“We have had a number of misunderstandings about [airport privatization],” he said. “We do not know whether privatization or commercialization of Briscoe airport is in the best interests of Gwinnett County. However, we have enough information to think studying the concept is the right thing to do.”
Bannister said the process could take several years.
Tuesday’s action follows several months of meetings with private firms interested in taking over operations. One company, Propeller Investments of New York, has unveiled plans to build a terminal with 10 gates to support about 20 commercial flights daily.
Brett Smith, Propeller’s managing director, said his company’s plans could pour millions into the local economy. “We’re pleased the county is moving forward with this initiative that is so important to Gwinnett and metro Atlanta,” he said Tuesday.
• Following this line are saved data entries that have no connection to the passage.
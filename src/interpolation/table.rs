use std::collections::HashMap;
use std::sync::{Arc, Mutex, OnceLock};

use crate::constants::{MAX_INTERPOL, MAX_ORDER, MIN_ORDER};
use crate::error::{AssignError, Result};
use super::bspline::{assignment_weight, assignment_weight_derivative};

/// (order, with derivatives, max_interpol)
type TableKey = (usize, bool, usize);

static TABLE_CACHE: OnceLock<Mutex<HashMap<TableKey, Arc<InterpolationTable>>>> = OnceLock::new();

/// Assignment weights sampled at `2 * max_interpol + 1` sub-cell offsets.
///
/// Row `s` holds the `order` stencil weights for a particle sitting at
/// offset `x = (s - max_interpol) / (2 max_interpol)` from its reference
/// mesh point. Rows are contiguous so a stencil axis is one slice.
#[derive(Debug, Clone, PartialEq)]
pub struct InterpolationTable {
    order: usize,
    max_interpol: usize,
    samples: usize,
    weights: Vec<f64>,
    derivatives: Option<Vec<f64>>,
}

impl InterpolationTable {
    /// Builds the table at the default resolution.
    pub fn build(order: usize, with_derivative: bool) -> Result<Self> {
        Self::with_resolution(order, with_derivative, MAX_INTERPOL)
    }

    pub fn with_resolution(order: usize, with_derivative: bool,
                           max_interpol: usize) -> Result<Self> {
        if !(MIN_ORDER..=MAX_ORDER).contains(&order) {
            return Err(AssignError::UnsupportedOrder(order));
        }
        if max_interpol == 0 {
            return Err(AssignError::InvalidTableResolution);
        }

        let samples = 2 * max_interpol + 1;
        let denom = 2.0 * max_interpol as f64;
        let mut weights = Vec::with_capacity(samples * order);
        let mut derivatives = with_derivative.then(|| Vec::with_capacity(samples * order));

        for s in 0..samples {
            let x = (s as f64 - max_interpol as f64) / denom;
            for j in 0..order {
                weights.push(assignment_weight(order, j, x));
                if let Some(d) = derivatives.as_mut() {
                    d.push(assignment_weight_derivative(order, j, x));
                }
            }
        }

        log::debug!("built interpolation table: order {order}, {samples} samples, derivatives {with_derivative}");
        Ok(Self { order, max_interpol, samples, weights, derivatives })
    }

    /// Process-wide table for `(order, with_derivative)` at the default
    /// resolution. Built on first use and shared read-only afterwards.
    pub fn shared(order: usize, with_derivative: bool) -> Result<Arc<Self>> {
        Self::shared_with_resolution(order, with_derivative, MAX_INTERPOL)
    }

    pub fn shared_with_resolution(order: usize, with_derivative: bool,
                                  max_interpol: usize) -> Result<Arc<Self>> {
        let cache = TABLE_CACHE.get_or_init(|| Mutex::new(HashMap::new()));
        // tables are immutable once inserted, a poisoned lock still holds valid ones
        let mut guard = cache.lock().unwrap_or_else(|e| e.into_inner());

        let key = (order, with_derivative, max_interpol);
        if let Some(table) = guard.get(&key) {
            return Ok(Arc::clone(table));
        }
        let table = Arc::new(Self::with_resolution(order, with_derivative, max_interpol)?);
        log::info!("caching interpolation table for order {order} (derivatives: {with_derivative})");
        guard.insert(key, Arc::clone(&table));
        Ok(table)
    }

    pub fn order(&self) -> usize {
        self.order
    }

    pub fn max_interpol(&self) -> usize {
        self.max_interpol
    }

    /// Number of sampled sub-cell offsets, `S`.
    pub fn samples(&self) -> usize {
        self.samples
    }

    pub fn has_derivatives(&self) -> bool {
        self.derivatives.is_some()
    }

    /// Maps `pos - nmp + 0.5`, in `[0, 1]`, to a row index.
    #[inline]
    pub fn sample_index(&self, frac: f64) -> usize {
        let s = (frac * (2 * self.max_interpol) as f64).floor() as usize;
        debug_assert!(s < self.samples, "sub-cell fraction {frac} outside [0, 1]");
        s
    }

    /// Sub-cell offset represented by row `sample`.
    pub fn offset(&self, sample: usize) -> f64 {
        (sample as f64 - self.max_interpol as f64) / (2 * self.max_interpol) as f64
    }

    #[inline]
    pub fn weights(&self, sample: usize) -> &[f64] {
        &self.weights[sample * self.order..(sample + 1) * self.order]
    }

    #[inline]
    pub fn derivatives(&self, sample: usize) -> Option<&[f64]> {
        self.derivatives.as_ref()
            .map(|d| &d[sample * self.order..(sample + 1) * self.order])
    }

    #[inline]
    pub fn weight(&self, sample: usize, j: usize) -> f64 {
        self.weights[sample * self.order + j]
    }
}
District 3 Commissioner Kevin Kenerly, who represents residents in the airport area, said he has not received any emails or phone calls concerning privatization. But, he added, he expects the matter to gain steam as a campaign issue this fall.
Early sentiment from citizens’ groups showed strong support of the proposal. However, several representatives of a private pilots’ organization turned out Tuesday to oppose the move.
“I am diametrically opposed to it,” said Duane Huff of Lawrenceville, a member of the local chapter of the Experimental Aircraft Association. “I think it will very much hinder the general aviation population of Gwinnett County airport.”
Established in 1997, the federal Airport Privatization Pilot Program allows local governments to sell or lease their airports to private firms without incurring certain penalties. It provides that federal grants used to construct and upgrade the airport would not have to be repaid. Briscoe has taken in $34.3 million in such grants since 1973.
The FAA will allow up to seven public airports into the program. In the 13 years the program has existed, eight airports have made application. Five have dropped out.